Thank you for your recommendation, but the PKGNG information I have found is mostly about the technical aspects of it, and not how to use it. Do you have a link you can pass on to me that would guide me?

Edit: Found it.


----------



## wblock@ (Jan 2, 2014)

*Re: FreeBSD v10 ports system has me yearning for a GUI manag*



			
				rekabis said:
			
		

> Another classic example just cropped up -- I had just installed Ruby 2.0 from the ports, and was in the process of installing Rails via either method (rubygem-rails or rubygem-passenger). Problem is, both methods want to install Ruby 1.9! I already have Ruby installed, but both of these ports want to install an older version of Ruby?



As said above: "...an assumption here is that a port will always try to use the latest version of a dependency. Many do not, either because they require an older version, or because a newer version has not been tested."

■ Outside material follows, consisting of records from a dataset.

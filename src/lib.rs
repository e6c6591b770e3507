//! Support-Atlas: a documentation site mapper
//!
//! This crate crawls a documentation site organized as categories, articles and
//! in-page anchors, and assembles the hierarchy into a single ordered manifest
//! for downstream navigation tooling.

pub mod config;
pub mod crawler;
pub mod extract;
pub mod output;
pub mod url;

use thiserror::Error;

/// Run-fatal error type for Support-Atlas operations
///
/// Anything that reaches this type aborts the run without producing a manifest.
/// Category and article failures are handled inside the builder and never
/// surface here.
#[derive(Debug, Error)]
pub enum AtlasError {
    #[error("Configuration error: {0}")]
    Config(#[from] ConfigError),

    #[error("Failed to fetch entry page {url}: {source}")]
    EntryPage {
        url: String,
        source: crawler::FetchError,
    },

    #[error("No categories found on entry page {url}")]
    NoCategories { url: String },

    #[error("HTTP client error: {0}")]
    HttpClient(#[from] reqwest::Error),

    #[error("Output error: {0}")]
    Output(#[from] output::OutputError),
}

/// Configuration-specific errors
#[derive(Debug, Error)]
pub enum ConfigError {
    #[error("Failed to read config file: {0}")]
    Io(#[from] std::io::Error),

    #[error("Failed to parse TOML: {0}")]
    Parse(#[from] toml::de::Error),

    #[error("Validation error: {0}")]
    Validation(String),

    #[error("Invalid URL in config: {0}")]
    InvalidUrl(String),

    #[error("Invalid CSS selector '{selector}': {message}")]
    InvalidSelector { selector: String, message: String },
}

/// Result type alias for Support-Atlas operations
pub type Result<T> = std::result::Result<T, AtlasError>;

/// Result type alias for configuration operations
pub type ConfigResult<T> = std::result::Result<T, ConfigError>;

// Re-export commonly used types
pub use config::Config;
pub use crawler::{BuildReport, HttpFetcher, ManifestBuilder, PageFetcher};
pub use output::{Anchor, Manifest, Page, Section};
pub use crate::url::SiteGrammar;
use crate::config::types::{Config, ExtractConfig, FetchConfig, OutputConfig, SiteConfig};
use crate::extract::compile_selector;
use crate::ConfigError;
use url::Url;

/// Validates the entire configuration
pub fn validate(config: &Config) -> Result<(), ConfigError> {
    validate_site_config(&config.site)?;
    validate_fetch_config(&config.fetch)?;
    validate_extract_config(&config.extract)?;
    validate_output_config(&config.output)?;
    Ok(())
}

/// Validates the site URL grammar
fn validate_site_config(config: &SiteConfig) -> Result<(), ConfigError> {
    validate_http_url("root", &config.root)?;
    validate_http_url("guides", &config.guides)?;

    if !config.root.ends_with('/') {
        return Err(ConfigError::Validation(format!(
            "root must end with '/', got '{}'",
            config.root
        )));
    }

    if config.category_prefix.is_empty() || !config.category_prefix.ends_with('/') {
        return Err(ConfigError::Validation(format!(
            "category-prefix must be non-empty and end with '/', got '{}'",
            config.category_prefix
        )));
    }

    if config.reserved_prefixes.iter().any(|p| p.is_empty()) {
        return Err(ConfigError::Validation(
            "reserved-prefixes cannot contain an empty prefix".to_string(),
        ));
    }

    Ok(())
}

/// Validates fetch configuration
fn validate_fetch_config(config: &FetchConfig) -> Result<(), ConfigError> {
    if config.timeout_secs == 0 {
        return Err(ConfigError::Validation(
            "timeout-secs must be >= 1".to_string(),
        ));
    }

    if config.max_listing_pages < 1 {
        return Err(ConfigError::Validation(format!(
            "max-listing-pages must be >= 1, got {}",
            config.max_listing_pages
        )));
    }

    if config.user_agent.trim().is_empty() {
        return Err(ConfigError::Validation(
            "user-agent cannot be empty".to_string(),
        ));
    }

    Ok(())
}

/// Validates that every configured selector compiles
fn validate_extract_config(config: &ExtractConfig) -> Result<(), ConfigError> {
    if config.article_title.is_empty() {
        return Err(ConfigError::Validation(
            "article-title needs at least one selector".to_string(),
        ));
    }

    for selector in config
        .main_content
        .iter()
        .chain(&config.article_title)
        .chain(&config.pagination_next)
    {
        compile_selector(selector)?;
    }

    Ok(())
}

/// Validates output configuration
fn validate_output_config(config: &OutputConfig) -> Result<(), ConfigError> {
    if config.manifest_path.is_empty() {
        return Err(ConfigError::Validation(
            "manifest-path cannot be empty".to_string(),
        ));
    }

    if matches!(&config.summary_path, Some(p) if p.is_empty()) {
        return Err(ConfigError::Validation(
            "summary-path cannot be empty when set".to_string(),
        ));
    }

    Ok(())
}

/// Checks that a configured URL is absolute http(s)
fn validate_http_url(field: &str, value: &str) -> Result<(), ConfigError> {
    let url = Url::parse(value)
        .map_err(|e| ConfigError::InvalidUrl(format!("Invalid {} '{}': {}", field, value, e)))?;

    if url.scheme() != "http" && url.scheme() != "https" {
        return Err(ConfigError::InvalidUrl(format!(
            "{} '{}' must use http or https",
            field, value
        )));
    }

    Ok(())
}

#[cfg(test)]
mod tests {
    use super::*;

    #[test]
    fn test_default_config_is_valid() {
        assert!(validate(&Config::default()).is_ok());
    }

    #[test]
    fn test_root_must_end_with_slash() {
        let mut config = Config::default();
        config.site.root = "https://wordpress.com/support".to_string();
        assert!(matches!(
            validate(&config),
            Err(ConfigError::Validation(_))
        ));
    }

    #[test]
    fn test_validate_http_url() {
        assert!(validate_http_url("root", "https://example.com/docs/").is_ok());
        assert!(validate_http_url("root", "http://127.0.0.1:8080/").is_ok());

        assert!(validate_http_url("root", "not a url").is_err());
        assert!(validate_http_url("root", "ftp://example.com/").is_err());
        assert!(validate_http_url("root", "/relative/").is_err());
    }

    #[test]
    fn test_category_prefix_rules() {
        let mut config = Config::default();
        config.site.category_prefix = "category".to_string();
        assert!(validate(&config).is_err());

        config.site.category_prefix = String::new();
        assert!(validate(&config).is_err());
    }

    #[test]
    fn test_invalid_selector_rejected() {
        let mut config = Config::default();
        config.extract.article_title = vec![".card a[href][rel!=category]".to_string()];
        assert!(matches!(
            validate(&config),
            Err(ConfigError::InvalidSelector { .. })
        ));
    }

    #[test]
    fn test_empty_summary_path_rejected() {
        let mut config = Config::default();
        config.output.summary_path = Some(String::new());
        assert!(validate(&config).is_err());
    }
}
use crate::config::SiteConfig;

/// What a URL denotes under the site grammar
#[derive(Debug, Clone, Copy, PartialEq, Eq, Hash)]
pub enum UrlKind {
    /// Category or subcategory listing
    Category,
    /// Article page
    Article,
    /// Anything else (home page, assets, reserved sections, other sites)
    Other,
}

/// URL grammar of a single documentation site
///
/// Classification is a hard filter: a URL that fails its pattern is rejected
/// outright, and malformed or cross-site links never enter the manifest.
///
/// - Category: `<root><category-prefix>` followed by one or more slug segments
///   (`[a-z0-9-]+`), optional trailing slash, no query, no fragment.
/// - Article: under `<root>`, path not starting with a reserved prefix, no query,
///   no fragment.
#[derive(Debug, Clone)]
pub struct SiteGrammar {
    root: String,
    category_prefix: String,
    reserved_prefixes: Vec<String>,
}

impl SiteGrammar {
    pub fn new(
        root: impl Into<String>,
        category_prefix: impl Into<String>,
        reserved_prefixes: Vec<String>,
    ) -> Self {
        Self {
            root: root.into(),
            category_prefix: category_prefix.into(),
            reserved_prefixes,
        }
    }

    pub fn from_config(config: &SiteConfig) -> Self {
        Self::new(
            config.root.clone(),
            config.category_prefix.clone(),
            config.reserved_prefixes.clone(),
        )
    }

    /// The root prefix every accepted URL lives under
    pub fn root(&self) -> &str {
        &self.root
    }

    /// Classifies a URL string
    ///
    /// # Examples
    ///
    /// ```
    /// use support_atlas::url::{SiteGrammar, UrlKind};
    ///
    /// let grammar = SiteGrammar::new(
    ///     "https://site/support/",
    ///     "category/",
    ///     vec!["category/".to_string(), "tag/".to_string()],
    /// );
    ///
    /// assert_eq!(grammar.classify("https://site/support/category/design/"), UrlKind::Category);
    /// assert_eq!(grammar.classify("https://site/support/themes-overview/"), UrlKind::Article);
    /// assert_eq!(grammar.classify("https://site/support/tag/foo/"), UrlKind::Other);
    /// ```
    pub fn classify(&self, url: &str) -> UrlKind {
        if self.is_category_url(url) {
            UrlKind::Category
        } else if self.is_article_url(url) {
            UrlKind::Article
        } else {
            UrlKind::Other
        }
    }

    /// Returns true if the URL is a (possibly nested) category URL
    pub fn is_category_url(&self, url: &str) -> bool {
        self.category_segments(url).is_some()
    }

    /// Returns true if the URL is an article URL
    pub fn is_article_url(&self, url: &str) -> bool {
        match self.site_path(url) {
            Some(path) => {
                !path.is_empty()
                    && !self
                        .reserved_prefixes
                        .iter()
                        .any(|prefix| path.starts_with(prefix.as_str()))
            }
            None => false,
        }
    }

    /// Returns true if the URL is under the root prefix, whatever its shape
    pub fn is_under_root(&self, url: &str) -> bool {
        url.starts_with(&self.root)
    }

    /// Returns true if `candidate` can be listed as a subcategory of `category`
    ///
    /// Any other category URL qualifies, nested or not. The category itself
    /// and pagination pages of any listing (`category/a/page/2/`) do not.
    pub fn is_subcategory_of(&self, candidate: &str, category: &str) -> bool {
        match self.category_segments(candidate) {
            Some(segments) => {
                !is_pagination_path(&segments) && !self.same_category(candidate, category)
            }
            None => false,
        }
    }

    /// Returns true if two category URLs name the same category
    pub fn same_category(&self, a: &str, b: &str) -> bool {
        match (self.category_segments(a), self.category_segments(b)) {
            (Some(a), Some(b)) => a == b,
            _ => false,
        }
    }

    /// Path after the root, rejecting anything with a query, fragment or whitespace
    fn site_path<'a>(&self, url: &'a str) -> Option<&'a str> {
        let path = url.strip_prefix(self.root.as_str())?;
        if path.contains(['?', '#']) || path.chars().any(char::is_whitespace) {
            return None;
        }
        Some(path)
    }

    /// Slug segments after the category prefix, if the URL is a category URL
    fn category_segments<'a>(&self, url: &'a str) -> Option<Vec<&'a str>> {
        let rest = self
            .site_path(url)?
            .strip_prefix(self.category_prefix.as_str())?;
        let rest = rest.strip_suffix('/').unwrap_or(rest);
        if rest.is_empty() {
            return None;
        }

        let segments: Vec<&str> = rest.split('/').collect();
        segments
            .iter()
            .all(|segment| is_slug(segment))
            .then_some(segments)
    }
}

/// Lowercase letters, digits and hyphens, non-empty
fn is_slug(segment: &str) -> bool {
    !segment.is_empty()
        && segment
            .chars()
            .all(|c| c.is_ascii_lowercase() || c.is_ascii_digit() || c == '-')
}

/// Category path ending in a `page/<n>` continuation
fn is_pagination_path(segments: &[&str]) -> bool {
    matches!(segments, [.., "page", n] if n.chars().all(|c| c.is_ascii_digit()))
}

> Also, can confirm: FreeBSD Ports install does _not_ create a symlink to the default version of anything. With my install of Ruby 2.0, I was still unable to go `ruby -v` (for the version number) until I created the symlink inside of /usr/local/bin/. In order to run anything from the command line, you _will_ have to manually create the symlink under FreeBSD 10, it is no longer created automatically upon installing the port.




```
% ruby -v
ruby 1.9.3p484 (2013-11-22 revision 43786) [amd64-freebsd10]
% whereis ruby
ruby: /usr/local/bin/ruby /usr/local/man/man1/ruby.1.gz /usr/src/contrib/file/Magdir/ruby
% pkg which /usr/local/bin/ruby
/usr/local/bin/ruby was installed by package ruby-1.9.3.484,1
```


----------



## Oko (Jan 3, 2014)

*Re: FreeBSD v10 ports system has me yearning for a GUI manag*

Now defunct DesktopBSD http://desktopbsd.net/ used to have a GUI for ports. That particular tool was ported to FreeBSD. I have no idea what happened to it. I stopped using FreeBSD on my desktops almost six years ago.


----------